Bauzá has been putting in appearances all over the place, conducting a Cook's tour of the provinces. One day Pollensa and Santa Margalida, the next day Artà and Cala Ratjada. The tour is all in aid of getting around the local Partido Popular branches, but it has another, more cynical side to it. The president and his advisors could have expected a spot of bother and demonstrators duly obliged on the first stop of the tour in Inca. They couldn't have hoped for better. One demo spawns another. Copycatism. When politicians then condemn violence (and there has been little or no real violence) and start chucking around insults of their own at opposition parties which don't appear to be as inclined to do some condemning of their own, don't be fooled into believing that they aren't anything but delighted.
The additional PR benefit to Bauzá is that once the demos had started in Inca and then Manacor, he can then say that he will not be cowed or deterred by the "violence" and will continue on his tour. Were he not to, then democracy would be undermined and besides he is the democratically elected president; all this sort of guff. People are astonishingly naïve if they fail to see the propaganda purposes of Bauzá's tour, while the demonstrators have been astonishingly naïve, not to say stupid, in falling into the trap.
Then there was the visit of mayor Cifre to La Gola. He was accompanied by the government's environment minister, Biel Company. No demos, but instead a photo opportunity for the two men who essentially run the nature park. One fancies they were there more out of sufferance rather than really wanting to be there. As someone had decided that Thursday was European Day of Nature Parks, something would have to have been done to acknowledge the fact. Why not go to La Gola as a way of marking the day? At a stroke, not only could the day be given an official stamp of celebration, so also could it be shown that the town hall and the ministry were there at La Gola, taking seriously their responsibilities for its operation and its visitors' centre, a centre which is hardly ever open and will still be open for only parts of the year; it's going to shut again for two months at the end of June.
So, it was all good PR again, designed to quell the criticisms of town hall and ministry alike regarding their management of La Gola. Once more, if anyone truly believes the visit represents a more proactive attitude on behalf of these institutions towards La Gola, then they are being naïve. The visit was about putting in and keeping up appearances by making an appearance that wouldn't normally have been made, had it not been for the fortuitous coincidence of nature parks day.

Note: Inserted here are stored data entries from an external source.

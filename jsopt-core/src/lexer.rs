//! Lexer for `.jsp` sources.

use crate::error::CoreError;

/// Kind of a token produced by the lexer.
///
/// The lexer does not attach meaning to identifiers: operator names and
/// keywords such as `let` or `true` are resolved by the parser.
#[derive(Debug, Clone, PartialEq)]
pub enum TokenKind {
    Number(f64),
    Str(String),
    Ident(String),

    LParen,   // (
    RParen,   // )
    LBracket, // [
    RBracket, // ]
    LBrace,   // {
    RBrace,   // }
    Semi,     // ;
}

/// A single token and the byte offset where it starts.
#[derive(Debug, Clone, PartialEq)]
pub struct Token {
    pub kind: TokenKind,
    pub position: usize,
}

/// Lex a source string into tokens. Fails on the first malformed token.
pub fn lex(source: &str) -> Result<Vec<Token>, CoreError> {
    let mut lexer = Lexer {
        source,
        chars: source.as_bytes(),
        index: 0,
    };
    lexer.run()
}

struct Lexer<'src> {
    source: &'src str,
    chars: &'src [u8],
    index: usize,
}

impl<'src> Lexer<'src> {
    fn run(&mut self) -> Result<Vec<Token>, CoreError> {
        let mut tokens = Vec::new();

        while let Some(ch) = self.peek_char() {
            if is_whitespace(ch) {
                self.consume_char();
                continue;
            }
            // line comment
            if ch == b'/' && self.peek_next() == Some(b'/') {
                while let Some(ch) = self.peek_char() {
                    if ch == b'\n' {
                        break;
                    }
                    self.consume_char();
                }
                continue;
            }

            let start = self.index;
            let kind = match ch {
                b'(' => self.simple(TokenKind::LParen),
                b')' => self.simple(TokenKind::RParen),
                b'[' => self.simple(TokenKind::LBracket),
                b']' => self.simple(TokenKind::RBracket),
                b'{' => self.simple(TokenKind::LBrace),
                b'}' => self.simple(TokenKind::RBrace),
                b';' => self.simple(TokenKind::Semi),
                b'"' | b'\'' => self.lex_string(start, ch)?,
                b'0'..=b'9' => self.lex_number(start)?,
                _ if is_ident_start(ch) => self.lex_ident(start),
                _ => {
                    let found = self.source[start..].chars().next().unwrap_or('?');
                    return Err(CoreError::LexError {
                        position: start,
                        message: format!("unexpected character '{found}'"),
                    });
                }
            };
            tokens.push(Token {
                kind,
                position: start,
            });
        }

        Ok(tokens)
    }

    fn simple(&mut self, kind: TokenKind) -> TokenKind {
        self.consume_char();
        kind
    }

    fn lex_string(&mut self, start: usize, quote: u8) -> Result<TokenKind, CoreError> {
        // opening quote
        self.consume_char();

        let mut value = String::new();
        let mut segment_start = self.index;
        while let Some(ch) = self.peek_char() {
            match ch {
                _ if ch == quote => {
                    value.push_str(&self.source[segment_start..self.index]);
                    self.consume_char();
                    return Ok(TokenKind::Str(value));
                }
                b'\\' => {
                    value.push_str(&self.source[segment_start..self.index]);
                    self.consume_char();
                    let escaped = match self.peek_char() {
                        Some(b'n') => '\n',
                        Some(b't') => '\t',
                        Some(b'r') => '\r',
                        Some(b'0') => '\0',
                        Some(b'\\') => '\\',
                        Some(b'"') => '"',
                        Some(b'\'') => '\'',
                        Some(_) => {
                            return Err(CoreError::LexError {
                                position: self.index - 1,
                                message: "unknown escape sequence".to_string(),
                            });
                        }
                        None => break,
                    };
                    value.push(escaped);
                    self.consume_char();
                    segment_start = self.index;
                }
                b'\n' => break,
                _ => self.consume_char(),
            }
        }

        Err(CoreError::LexError {
            position: start,
            message: "unterminated string literal".to_string(),
        })
    }

    fn lex_number(&mut self, start: usize) -> Result<TokenKind, CoreError> {
        // digits [ '.' digits ]? [ ('e' | 'E') [+-]? digits ]?
        self.consume_digits();

        if self.peek_char() == Some(b'.') && self.peek_next().is_some_and(|c| c.is_ascii_digit())
        {
            self.consume_char();
            self.consume_digits();
        }

        if matches!(self.peek_char(), Some(b'e' | b'E')) {
            let mark = self.index;
            self.consume_char();
            if matches!(self.peek_char(), Some(b'+' | b'-')) {
                self.consume_char();
            }
            if self.peek_char().is_some_and(|c| c.is_ascii_digit()) {
                self.consume_digits();
            } else {
                self.index = mark;
            }
        }

        if self.peek_char().is_some_and(is_ident_start) {
            return Err(CoreError::LexError {
                position: start,
                message: "identifier starts immediately after number".to_string(),
            });
        }

        let text: String = self.source[start..self.index]
            .chars()
            .filter(|&c| c != '_')
            .collect();
        text.parse::<f64>()
            .map(TokenKind::Number)
            .map_err(|err| CoreError::LexError {
                position: start,
                message: format!("invalid number literal: {err}"),
            })
    }

    fn lex_ident(&mut self, start: usize) -> TokenKind {
        while let Some(ch) = self.peek_char() {
            if is_ident_continue(ch) {
                self.consume_char();
            } else {
                break;
            }
        }
        TokenKind::Ident(self.source[start..self.index].to_string())
    }

    fn consume_digits(&mut self) {
        while let Some(ch) = self.peek_char() {
            if matches!(ch, b'0'..=b'9' | b'_') {
                self.consume_char();
            } else {
                break;
            }
        }
    }

    fn peek_char(&self) -> Option<u8> {
        self.chars.get(self.index).copied()
    }

    fn peek_next(&self) -> Option<u8> {
        self.chars.get(self.index + 1).copied()
    }

    fn consume_char(&mut self) {
        if self.index < self.chars.len() {
            self.index += 1;
        }
    }
}

fn is_whitespace(ch: u8) -> bool {
    matches!(ch, b' ' | b'\t' | b'\n' | b'\r')
}

fn is_ident_start(ch: u8) -> bool {
    ch.is_ascii_alphabetic() || ch == b'_' || ch == b'$'
}

fn is_ident_continue(ch: u8) -> bool {
    is_ident_start(ch) || ch.is_ascii_digit()
}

Back to the Bauzá protests. These have also been somewhat embarrassing for all concerned. The number of school kids shown in a video issued by "Ultima Hora" attending the demo in Santa Margalida suggested that this was far from a protest of real militants and was not something of any "violence". But there is a more serious side to this, which is that the mere presence of those school kids does perhaps represent an example of a growing radicalisation of Mallorca's youth who are embracing more the Catalanist message. This radicalisation is one I have suggested has been occurring before through seemingly innocent events such as the "Acampallengua", the annual camp for promoting Catalan culture and the Catalan language among Mallorca's youth. The next one is to be held over the first weekend of June in Manacor, one of the main centres of opposition to Bauzá. It may not be as innocent as previous ones.